Blood samples from a total of 460 polar bears (Ursus maritimus) from various Arctic regions, but excluding the USSR, were collected during the period 1967-1981 to study electrophoretic variation in different proteins. Two hundred and one samples from Alaska, 48 from the Canadian Arctic, 89 from Svalbard, and 21 from Northeast Greenland were collected during the period 1967-1973 and were analysed by vertical polyacrylamide gel electrophoresis to study transferrin and hemoglobin polymorphism, Thirty-one samples collected in 1974 were analysed by starch gel electrophoresis for 14 enzyme systems in serum and red blood cells. Seventy samples collected from Alaska, the Barents Sea, and Canada in 198&81 were studied by starch gel electrophoresis, and further analysed for protein variation by thin-layer isoelectric focusing, horizontal polyacrylamide gel electrophoresis, and two-dimensional electrophoresis.

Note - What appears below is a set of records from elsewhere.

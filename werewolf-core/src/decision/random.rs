//! Offline provider: uniform legal choices and canned lines.

use async_trait::async_trait;
use rand::rngs::StdRng;
use rand::seq::SliceRandom;
use rand::{Rng, SeedableRng};
use std::sync::Mutex;

use super::{DecisionError, DecisionKind, DecisionProvider, DecisionRequest, Selection, Verdict};
use crate::role::Role;

const DISCUSSION_LINES: &[&str] = &[
    "I think whoever died last night was the seer, and the wolves knew it.",
    "Going by everyone's speeches, I suspect one of us is lying about their role.",
    "I am on the good side, trust me. We need to find the werewolves together.",
    "Yesterday's vote was strange. Someone is muddying the waters on purpose.",
    "Watch the quiet ones. Werewolves like to stay out of sight.",
];

const DEFENSE_LINES: &[&str] = &[
    "I am not a werewolf. Look at how I voted yesterday before you decide.",
    "Voting me out helps nobody but the wolves. Think about who pushed this tie.",
    "I have been honest from the start, and I trust the others to see that.",
];

const WEREWOLF_THOUGHTS: &[&str] = &[
    "This one acts like an important villager. Best to remove them.",
    "They keep doubting my teammate. They have to go.",
    "Too quiet. I should keep suspicion off myself and my partner.",
];

const SEER_THOUGHTS: &[&str] = &[
    "Their speech was odd, so I want to check them.",
    "I found a werewolf. I need to tell everyone tomorrow.",
    "A good person. I have to keep looking.",
];

const WITCH_THOUGHTS: &[&str] = &[
    "This player matters enough to spend my antidote.",
    "I should hold my potions for a more critical moment.",
    "That behaviour is suspicious. The poison might be worth it.",
];

const GUARD_THOUGHTS: &[&str] = &[
    "This one might be a key role. They need protecting.",
    "I will protect someone different so the wolves cannot read me.",
];

const VILLAGER_THOUGHTS: &[&str] = &[
    "After last night I suspect that one is a werewolf.",
    "I am just a villager, but I noticed some suspicious behaviour.",
    "We should stick together and find the real wolves.",
];

/// Decides uniformly at random and speaks from a fixed phrasebook.
pub struct RandomProvider {
    rng: Mutex<StdRng>,
    /// Chance of accepting an optional choice instead of passing.
    accept_probability: f64,
}

impl RandomProvider {
    pub fn new() -> Self {
        Self::from_rng(StdRng::from_entropy())
    }

    pub fn seeded(seed: u64) -> Self {
        Self::from_rng(StdRng::seed_from_u64(seed))
    }

    fn from_rng(rng: StdRng) -> Self {
        Self {
            rng: Mutex::new(rng),
            accept_probability: 0.3,
        }
    }

    pub fn with_accept_probability(mut self, probability: f64) -> Self {
        self.accept_probability = probability.clamp(0.0, 1.0);
        self
    }

    fn line(rng: &mut StdRng, request: &DecisionRequest) -> String {
        let pool = match request.kind {
            DecisionKind::Statement => DISCUSSION_LINES,
            DecisionKind::Defense => DEFENSE_LINES,
            _ => match request.actor.role {
                Some(Role::Werewolf) => WEREWOLF_THOUGHTS,
                Some(Role::Seer) => SEER_THOUGHTS,
                Some(Role::Witch) => WITCH_THOUGHTS,
                Some(Role::Guard) => GUARD_THOUGHTS,
                _ => VILLAGER_THOUGHTS,
            },
        };
        pool.choose(rng)
            .map(|line| line.to_string())
            .unwrap_or_else(|| super::fallback_line(&request.actor.name))
    }
}

impl Default for RandomProvider {
    fn default() -> Self {
        Self::new()
    }
}

#[async_trait]
impl DecisionProvider for RandomProvider {
    async fn decide(&self, request: &DecisionRequest) -> Result<Verdict, DecisionError> {
        let mut rng = self
            .rng
            .lock()
            .map_err(|_| DecisionError::Provider("random provider lock poisoned".into()))?;

        if request.kind.is_speech() {
            return Ok(Verdict::new(Selection::Text(Self::line(&mut rng, request))));
        }
        if request.allow_pass && !rng.gen_bool(self.accept_probability) {
            return Ok(Verdict::new(Selection::Pass));
        }
        let choice = request
            .choices
            .choose(&mut *rng)
            .ok_or_else(|| DecisionError::Unparseable("no legal choices".into()))?;
        let reason = Self::line(&mut rng, request);
        Ok(Verdict::new(Selection::Target(choice.id)).with_rationale(reason))
    }

    fn name(&self) -> &str {
        "random"
    }
}

#[cfg(test)]
mod tests {
    use super::*;
    use crate::character::{Character, CharacterId, CharacterProfile};
    use crate::decision::{Actor, Choice};

    fn request(kind: DecisionKind, allow_pass: bool) -> DecisionRequest {
        let mut c = Character::new(CharacterProfile::new(1, "Alice"));
        c.assign_role(Role::Witch).unwrap();
        DecisionRequest {
            kind,
            actor: Actor::of(&c),
            context: String::new(),
            choices: vec![Choice {
                id: CharacterId(2),
                name: "Bob".into(),
            }],
            allow_pass,
        }
    }

    #[tokio::test]
    async fn test_always_legal() {
        let provider = RandomProvider::seeded(5);
        for kind in [DecisionKind::Vote, DecisionKind::Kill, DecisionKind::Statement] {
            let req = if kind.is_speech() {
                DecisionRequest::speech(kind, request(kind, false).actor, String::new())
            } else {
                request(kind, false)
            };
            let verdict = provider.decide(&req).await.unwrap();
            assert!(req.is_legal(&verdict.selection), "{kind}: {:?}", verdict.selection);
        }
    }

    #[tokio::test]
    async fn test_never_accepts_when_probability_zero() {
        let provider = RandomProvider::seeded(6).with_accept_probability(0.0);
        let verdict = provider.decide(&request(DecisionKind::Poison, true)).await.unwrap();
        assert_eq!(verdict.selection, Selection::Pass);
    }
}
//! Line-oriented game console.
//!
//! Game events stream to stdout while stdin accepts control commands:
//! - `#pause`, `#resume`, `#reset`, `#start` drive the engine
//! - `#status` prints the table
//! - `#quit` exits
//!
//! Playback is acknowledged as soon as a statement is printed.

use tokio::io::{self, AsyncBufReadExt, BufReader};
use tokio::sync::broadcast::error::RecvError;
use tracing::warn;

use werewolf_core::{GameEngine, GameEvent, GameSnapshot, GameStatus};

pub async fn run(mut engine: GameEngine) -> anyhow::Result<()> {
    let mut events = engine.subscribe();
    let mut lines = BufReader::new(io::stdin()).lines();
    let mut stdin_open = true;

    print_help();
    engine.start()?;

    loop {
        tokio::select! {
            event = events.recv() => match event {
                Ok(event) => {
                    if show(&engine, &event) {
                        break;
                    }
                }
                Err(RecvError::Lagged(missed)) => warn!(missed, "Console fell behind"),
                Err(RecvError::Closed) => break,
            },
            line = lines.next_line(), if stdin_open => match line? {
                Some(line) => {
                    if command(&mut engine, line.trim()).await {
                        break;
                    }
                }
                None => stdin_open = false,
            },
        }
    }
    Ok(())
}

/// Print one event. Returns `true` once the game is over.
fn show(engine: &GameEngine, event: &GameEvent) -> bool {
    match event {
        GameEvent::Update { snapshot, message } => {
            println!("[day {} {}] {message}", snapshot.current_day, snapshot.phase);
            if snapshot.status == GameStatus::Finished {
                print_table(snapshot);
                return true;
            }
        }
        GameEvent::Speak { speaker, text, .. } => {
            println!("  {speaker}: {text}");
            engine.acknowledge_playback(speaker);
        }
        GameEvent::Halted { reason } => {
            println!("[HALTED] {reason}");
            return true;
        }
    }
    false
}

/// Handle a console command. Returns `true` to exit.
async fn command(engine: &mut GameEngine, line: &str) -> bool {
    let result = match line {
        "" => Ok(()),
        "#quit" | "#exit" => {
            println!("Goodbye!");
            return true;
        }
        "#pause" => engine.pause().await,
        "#resume" => engine.resume(),
        "#reset" => engine.reset().await,
        "#start" => engine.start(),
        "#status" => {
            print_table(&engine.get_state());
            Ok(())
        }
        "#help" => {
            print_help();
            Ok(())
        }
        other => {
            println!("[ERROR] Unknown command: {other}");
            Ok(())
        }
    };
    if let Err(e) = result {
        println!("[ERROR] {e}");
    }
    false
}

fn print_table(snapshot: &GameSnapshot) {
    println!("[STATUS] {} | day {} | {}", snapshot.status, snapshot.current_day, snapshot.phase);
    for c in &snapshot.characters {
        let role = c.role.map(|r| r.to_string()).unwrap_or_else(|| "?".into());
        let state = if c.alive { "alive" } else { "dead" };
        println!("  {:<12} {:<10} {state}", c.name, role);
    }
    if let Some(winner) = snapshot.winner {
        println!("  Winner: the {winner}");
    }
}

fn print_help() {
    println!("Commands:");
    println!("  #pause   - Pause after the current phase");
    println!("  #resume  - Resume a paused game");
    println!("  #reset   - Discard the game and return to waiting");
    println!("  #start   - Start a new game after a reset");
    println!("  #status  - Show the table");
    println!("  #quit    - Exit");
    println!();
}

In all, about 75 loci were analysed for variation. The degree of protein and enzyme variation in the polar bear was observed to be relatively low. Starch gel electrophoresis revealed variation of an unidentified serum protein. The distribution of this protein indicates a closer connection between bears in Alaska and Canada compared to those in Greenland and Svalbard, but the differences were not significant. As in many large mammals, the information from protein variation in polar bears has limited use for management purposes. We could not find any simple system usable for identification of discrete populations. On the basis of protein variation as sole criterion, the populations investigated could not be separated. Possible explanations for the uniformity of blood proteins can be exchange of bears between geographical areas and/or a high selective pressure in polar bears.